Life goes on this way, with the feeling that perhaps everybody could ride out the war with Yonoi respecting Celliers, Lawrence and Hara having some respect for each other, and hopefully the POWs avoiding the sort of serious death march that other camps had. But Yonoi gets relieved of duty and the new commandant certainly doesn't like the way things are going.

As I said, Merry Christmas Mr. Lawrence isn't an action movie at all but more of a character study. This may make it less appealing to some viewers. It was also directed by Nagisa Oshima, a Japanese director who, as I understand it, was considered somewhat of an avant-garde director among the Japanese, and certainly generally less accessible to Western audiences who prefer mainstream movies than, say, Akira Kurosawa.

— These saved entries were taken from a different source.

//! Tally Protocol - core data types for the telemetry pipeline
//!
//! This crate provides the records that flow through the engine:
//! - `Sample` - one timestamped measurement of a named meter for a resource
//! - `Event` - a discrete occurrence with typed traits, keyed by message id
//! - `Datum` - either of the above, as handed to the pipeline manager
//! - `signature` - HMAC-SHA256 message signing over sorted payload fields
//! - `wire` - the datagram ingestion format (one signed sample per datagram)
//!
//! # Design Principles
//!
//! - **Immutable records**: transformers derive new samples, never edit inputs
//! - **Tagged decoding**: inbound trait values are classified into a closed
//!   set of types; unknown types are reported per trait, not coerced

mod datum;
mod error;
mod event;
mod sample;
pub mod signature;
pub mod wire;

pub use datum::{Datum, DatumKind};
pub use error::{ProtocolError, TraitError};
pub use event::{Event, RawEvent, RawTrait, Trait, TraitType, TraitValue, check_unique_message_ids};
pub use sample::{Sample, SampleType};

// Re-export chrono types used in public signatures
pub use chrono::{DateTime, Utc};

/// Result type for protocol operations
pub type Result<T> = std::result::Result<T, ProtocolError>;

/// Largest payload a single UDP datagram can carry
pub const MAX_DATAGRAM_SIZE: usize = 65_507;

/// Field carrying the signature inside signed payloads
pub const SIGNATURE_FIELD: &str = "message_signature";

#[cfg(test)]
mod event_test;
#[cfg(test)]
mod sample_test;
#[cfg(test)]
mod signature_test;
#[cfg(test)]
mod wire_test;
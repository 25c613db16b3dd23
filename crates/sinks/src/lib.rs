//! Tally - Sinks
//!
//! Publisher sinks: each owns a bounded queue, a delivery loop with bounded
//! retry, and a dispatcher that writes to the actual destination.
//!
//! # Architecture
//!
//! ```text
//! [Pipeline] --publish--> [BoundedQueue] --deliver--> [ResourceFilter]
//!                                                          |
//!                          [Dispatcher] <--retry/backoff--  split by resource
//! ```
//!
//! A full queue either evicts its oldest batch or refuses the new one,
//! depending on the sink's overflow policy. Dispatchers classify failures
//! as transient (retried up to `max_retries` attempts) or permanent
//! (dropped at once).
//!
//! # Available Dispatchers
//!
//! | Scheme | Purpose |
//! |--------|---------|
//! | `null` | Benchmarking (discard all) |
//! | `stdout` | Debug output |
//! | `memory` | In-process store for tests and embedding |
//! | `udp` | Signed datagram forwarding to another collector |
//! | `file` | JSON lines appended to a local file |
//!
//! # Example
//!
//! ```ignore
//! use tally_sinks::{PublisherSink, default_registry};
//!
//! let sink = Arc::new(PublisherSink::from_config("debug", &config, &default_registry())?);
//! tokio::spawn(Arc::clone(&sink).run(cancel.clone(), grace));
//! sink.publish(samples)?;
//! ```

mod batch;
mod dispatcher;
mod error;
mod filter;
mod metrics;
mod queue;
mod registry;
mod retry;
mod sink;

/// Shared sink utilities
pub mod util;

/// Null dispatcher - discards all data (for benchmarking)
pub mod null;

/// Stdout dispatcher - human-readable debug output
pub mod stdout;

/// Memory dispatcher - in-process store
pub mod memory;

/// UDP dispatcher - signed datagram forwarding
pub mod udp;

/// File dispatcher - JSON lines
pub mod file;

pub use batch::Batch;
pub use dispatcher::Dispatcher;
pub use error::{DeliveryError, Result, SinkError};
pub use filter::{ResourceFilter, Verdict, split_by_resource};
pub use metrics::{SinkMetrics, SinkMetricsHandle};
pub use queue::{BoundedQueue, Pushed, QueueEntry, Refused};
pub use registry::{DispatcherFactory, DispatcherRegistry, default_registry};
pub use retry::{RetryDecision, RetryPolicy, RetryState};
pub use sink::{
    DeliveryOutcome, DeliveryReport, DrainReport, PublishOutcome, PublisherSink, SinkOptions,
};

pub use memory::MemoryDispatcher;
pub use null::NullDispatcher;
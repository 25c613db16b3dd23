//! UDP dispatcher - forwards samples as signed datagrams
//!
//! Each sample becomes one datagram in the ingestion wire format
//! (`tally_protocol::wire`), signed with the sink's `secret` when one is
//! configured. Events cannot travel over this transport and are refused.
//!
//! ```toml
//! [sinks.forward]
//! url = "udp://collector.internal:4952"
//! secret = "shared-key"
//! ```

use std::io;
use std::sync::Arc;

use async_trait::async_trait;
use tally_config::SinkConfig;
use tally_protocol::wire;
use tokio::net::UdpSocket;
use tokio::sync::Mutex;

use crate::{Batch, DeliveryError, Dispatcher, DispatcherFactory, Result, SinkError};

/// Dispatcher sending one datagram per sample
pub struct UdpDispatcher {
    target: String,
    secret: Option<Vec<u8>>,
    socket: Mutex<Option<UdpSocket>>,
}

impl UdpDispatcher {
    pub fn new(target: impl Into<String>, secret: Option<Vec<u8>>) -> Self {
        Self {
            target: target.into(),
            secret,
            socket: Mutex::new(None),
        }
    }

    /// Destination `host:port`
    pub fn target(&self) -> &str {
        &self.target
    }

    async fn open(&self) -> io::Result<UdpSocket> {
        let addr = tokio::net::lookup_host(&self.target)
            .await?
            .next()
            .ok_or_else(|| io::Error::other(format!("'{}' resolved to no address", self.target)))?;
        let bind = if addr.is_ipv4() { "0.0.0.0:0" } else { "[::]:0" };
        let socket = UdpSocket::bind(bind).await?;
        socket.connect(addr).await?;
        Ok(socket)
    }

    fn encode(&self, batch: &Batch) -> std::result::Result<Vec<Vec<u8>>, DeliveryError> {
        if let Some(event) = batch.events().next() {
            return Err(DeliveryError::permanent(format!(
                "udp transport carries samples only, got event '{}'",
                event.event_type
            )));
        }
        batch
            .samples()
            .map(|sample| {
                wire::encode_sample(sample, self.secret.as_deref())
                    .map_err(|e| DeliveryError::permanent(format!("encode {}: {e}", sample.name)))
            })
            .collect()
    }
}

#[async_trait]
impl Dispatcher for UdpDispatcher {
    async fn connect(&self) -> std::result::Result<(), DeliveryError> {
        let socket = self.open().await?;
        *self.socket.lock().await = Some(socket);
        Ok(())
    }

    async fn write(&self, batch: &Batch) -> std::result::Result<(), DeliveryError> {
        let datagrams = self.encode(batch)?;

        let mut guard = self.socket.lock().await;
        if guard.is_none() {
            *guard = Some(self.open().await?);
        }
        let Some(socket) = guard.as_ref() else {
            return Err(DeliveryError::transient("socket unavailable"));
        };

        for datagram in &datagrams {
            if let Err(e) = socket.send(datagram).await {
                // reopened on the next write
                *guard = None;
                return Err(e.into());
            }
        }
        Ok(())
    }

    fn scheme(&self) -> &'static str {
        "udp"
    }
}

/// Factory for `udp://host:port`
pub struct UdpFactory;

impl DispatcherFactory for UdpFactory {
    fn create(&self, sink: &str, config: &SinkConfig) -> Result<Arc<dyn Dispatcher>> {
        let target = config.target();
        let valid_port = target
            .rsplit_once(':')
            .is_some_and(|(host, port)| !host.is_empty() && port.parse::<u16>().is_ok());
        if !valid_port {
            return Err(SinkError::config(
                sink,
                format!("udp url needs host:port, got '{}'", config.url),
            ));
        }
        let secret = config.secret.as_ref().map(|s| s.as_bytes().to_vec());
        Ok(Arc::new(UdpDispatcher::new(target, secret)))
    }

    fn scheme(&self) -> &'static str {
        "udp"
    }
}
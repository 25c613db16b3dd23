//! Benchmarks for per-message ingest cost: decode, verify, dispatch

use std::net::SocketAddr;
use std::sync::Arc;

use criterion::{BatchSize, Criterion, Throughput, black_box, criterion_group, criterion_main};
use tally_config::{NotificationListenerConfig, PipelineConfig, PipelinesConfig, UdpListenerConfig};
use tally_pipeline::{PipelineManager, SinkSet};
use tally_protocol::{Datum, Sample, SampleType, Utc, wire};
use tally_sinks::{NullDispatcher, PublisherSink, SinkOptions};
use tally_sources::{NotificationIngest, UdpListener, encode_notification};
use tally_transform::default_registry;

const SECRET: &str = "bench-secret";

fn manager() -> Arc<PipelineManager> {
    let mut sinks = SinkSet::new();
    let sink = PublisherSink::new("null", Arc::new(NullDispatcher::new()), SinkOptions::default());
    sinks.insert(Arc::new(sink)).unwrap();

    let mut pipelines = PipelinesConfig::default();
    pipelines.insert("all", PipelineConfig::new(["*"], ["null"]));
    let manager = PipelineManager::new(sinks, default_registry());
    manager.reload(&pipelines).unwrap();
    Arc::new(manager)
}

fn sample() -> Sample {
    Sample::new("cpu_util", SampleType::Gauge, "%", 0.42, "vm-1", Utc::now())
}

fn bench_udp(c: &mut Criterion) {
    let mut group = c.benchmark_group("udp");
    group.throughput(Throughput::Elements(1));
    let peer: SocketAddr = "127.0.0.1:9999".parse().unwrap();

    let unsigned = UdpListener::new(UdpListenerConfig::default(), manager());
    let payload = wire::encode_sample(&sample(), None).unwrap();
    group.bench_function("unsigned", |b| {
        b.iter(|| unsigned.handle_datagram(black_box(&payload), peer))
    });

    let config = UdpListenerConfig {
        secret: Some(SECRET.to_string()),
        ..Default::default()
    };
    let signed = UdpListener::new(config, manager());
    let payload = wire::encode_sample(&sample(), Some(SECRET.as_bytes())).unwrap();
    group.bench_function("signed", |b| {
        b.iter(|| signed.handle_datagram(black_box(&payload), peer))
    });

    group.finish();
}

fn bench_notification(c: &mut Criterion) {
    let mut group = c.benchmark_group("notification");
    group.throughput(Throughput::Elements(1));

    let config = NotificationListenerConfig {
        secret: SECRET.to_string(),
        ..Default::default()
    };
    let ingest = NotificationIngest::new(config, manager()).unwrap();
    let datum: Datum = sample().into();
    let mut next_id = 0u64;

    group.bench_function("sample", |b| {
        b.iter_batched(
            || {
                next_id += 1;
                encode_notification(&datum, &format!("msg-{next_id}"), SECRET.as_bytes()).unwrap()
            },
            |line| black_box(ingest.ingest(&line[..line.len() - 1]).is_ok()),
            BatchSize::SmallInput,
        )
    });

    group.finish();
}

criterion_group!(benches, bench_udp, bench_notification);
criterion_main!(benches);
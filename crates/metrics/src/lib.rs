//! Tally - Metrics
//!
//! Internal counters and periodic reporting.
//!
//! # Overview
//!
//! - Atomic counters for ingest sources
//! - Provider traits the pipeline manager, sinks and sources implement
//! - A reporter that logs snapshots in human or JSON form
//!
//! # Metrics Handle Pattern
//!
//! Components keep their counters in an `Arc<Metrics>` and hand out a
//! `metrics_handle()` implementing the matching provider trait. The handle
//! stays valid after `run()` consumes the component.
//!
//! ```text
//! Component (owns Arc<Metrics>)
//!     │
//!     ├──► metrics_handle() → Handle (clones Arc, implements Provider trait)
//!     │
//!     └──► run() [consumes self, Arc keeps metrics alive]
//! ```
//!
//! # Example
//!
//! ```ignore
//! use tally_metrics::{MetricsReporter, SinkMetricsProvider};
//! use std::sync::Arc;
//!
//! let handle: Arc<dyn SinkMetricsProvider> = Arc::new(sink.metrics_handle());
//! tokio::spawn(sink.run(cancel.clone()));
//!
//! let reporter = MetricsReporter::builder().sink(handle).build();
//! tokio::spawn(reporter.run(cancel));
//! ```

mod collected;
pub mod format;
mod reporter;
mod traits;

pub use collected::{
    CollectedMetrics, CollectedSink, CollectedSource, MetricsRates, SinkRates, SourceRates,
};
pub use format::{HumanFormatter, JsonFormatter, MetricsFormatter};
pub use reporter::{MetricsReporter, MetricsReporterBuilder};
pub use traits::{
    PipelineMetricsProvider, PipelineSnapshot, SinkMetricsProvider, SinkMetricsSnapshot,
    SourceMetrics, SourceMetricsProvider, SourceMetricsSnapshot,
};

use std::sync::atomic::{AtomicU64, Ordering};

/// A simple atomic counter
#[derive(Debug, Default)]
pub struct Counter(AtomicU64);

impl Counter {
    #[inline]
    pub const fn new() -> Self {
        Self(AtomicU64::new(0))
    }

    /// Increment the counter by `val` (relaxed ordering)
    #[inline]
    pub fn add(&self, val: u64) {
        self.0.fetch_add(val, Ordering::Relaxed);
    }

    #[inline]
    pub fn inc(&self) {
        self.add(1);
    }

    #[inline]
    pub fn get(&self) -> u64 {
        self.0.load(Ordering::Relaxed)
    }

    /// Store an absolute value (for gauges such as queue depth)
    #[inline]
    pub fn set(&self, val: u64) {
        self.0.store(val, Ordering::Relaxed);
    }

    /// Reset the counter to 0 and return the previous value
    #[inline]
    pub fn take(&self) -> u64 {
        self.0.swap(0, Ordering::Relaxed)
    }
}
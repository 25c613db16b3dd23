//! Meter-name filter
//!
//! Patterns use shell-style globbing: `*` matches any run of characters and
//! `?` matches one. A leading `!` excludes. A filter is either all
//! inclusions or all exclusions; an exclusion-only filter matches everything
//! not excluded. `*` on its own matches everything and cannot be combined
//! with other patterns.

use regex::RegexSet;

use crate::{Result, RoutingError};

#[derive(Debug, Clone)]
enum Mode {
    All,
    Include(RegexSet),
    Exclude(RegexSet),
}

/// Compiled source filter for one pipeline
#[derive(Debug, Clone)]
pub struct MeterFilter {
    mode: Mode,
    patterns: Vec<String>,
}

impl MeterFilter {
    /// Compile a list of patterns
    pub fn compile<S: AsRef<str>>(patterns: &[S]) -> Result<Self> {
        if patterns.is_empty() {
            return Err(RoutingError::EmptyFilter);
        }

        let raw: Vec<&str> = patterns.iter().map(AsRef::as_ref).collect();
        let excluded: Vec<&str> = raw.iter().filter_map(|p| p.strip_prefix('!')).collect();
        let included: Vec<&str> = raw.iter().copied().filter(|p| !p.starts_with('!')).collect();

        if !excluded.is_empty() && !included.is_empty() {
            return Err(RoutingError::invalid_pattern(
                raw.join(", "),
                "cannot mix included and excluded patterns",
            ));
        }
        if included.contains(&"*") && included.len() > 1 {
            return Err(RoutingError::invalid_pattern(
                raw.join(", "),
                "'*' already matches everything",
            ));
        }
        if let Some(p) = raw.iter().find(|p| p.is_empty() || **p == "!") {
            return Err(RoutingError::invalid_pattern(*p, "empty pattern"));
        }

        let mode = if included == ["*"] {
            Mode::All
        } else if excluded.is_empty() {
            Mode::Include(build_set(&included)?)
        } else {
            Mode::Exclude(build_set(&excluded)?)
        };

        Ok(Self {
            mode,
            patterns: raw.into_iter().map(str::to_string).collect(),
        })
    }

    /// Filter that matches every name
    pub fn all() -> Self {
        Self {
            mode: Mode::All,
            patterns: vec!["*".to_string()],
        }
    }

    /// Whether `name` passes the filter
    #[inline]
    pub fn matches(&self, name: &str) -> bool {
        match &self.mode {
            Mode::All => true,
            Mode::Include(set) => set.is_match(name),
            Mode::Exclude(set) => !set.is_match(name),
        }
    }

    /// Patterns as configured
    pub fn patterns(&self) -> &[String] {
        &self.patterns
    }
}

fn build_set(globs: &[&str]) -> Result<RegexSet> {
    let regexes: Vec<String> = globs.iter().map(|g| glob_to_regex(g)).collect();
    RegexSet::new(&regexes).map_err(|e| RoutingError::invalid_pattern(globs.join(", "), e.to_string()))
}

fn glob_to_regex(glob: &str) -> String {
    let mut out = String::with_capacity(glob.len() + 8);
    out.push('^');
    for ch in glob.chars() {
        match ch {
            '*' => out.push_str(".*"),
            '?' => out.push('.'),
            c => out.push_str(&regex::escape(&c.to_string())),
        }
    }
    out.push('$');
    out
}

But for those who are more into foreign films, Merry Christmas Mr. Lawrence is a fine choice, filled with excellent acting performances, including (or maybe even especially) that of David Bowie, which may also surprise some people.

If I were going to recommend an Oshima movie to people, I'd probably start with Cruel Story of Youth, which I think generally has a story that's easier to get and has more going on. But Merry Christmas Mr. Lawrence is definitely worth watching too.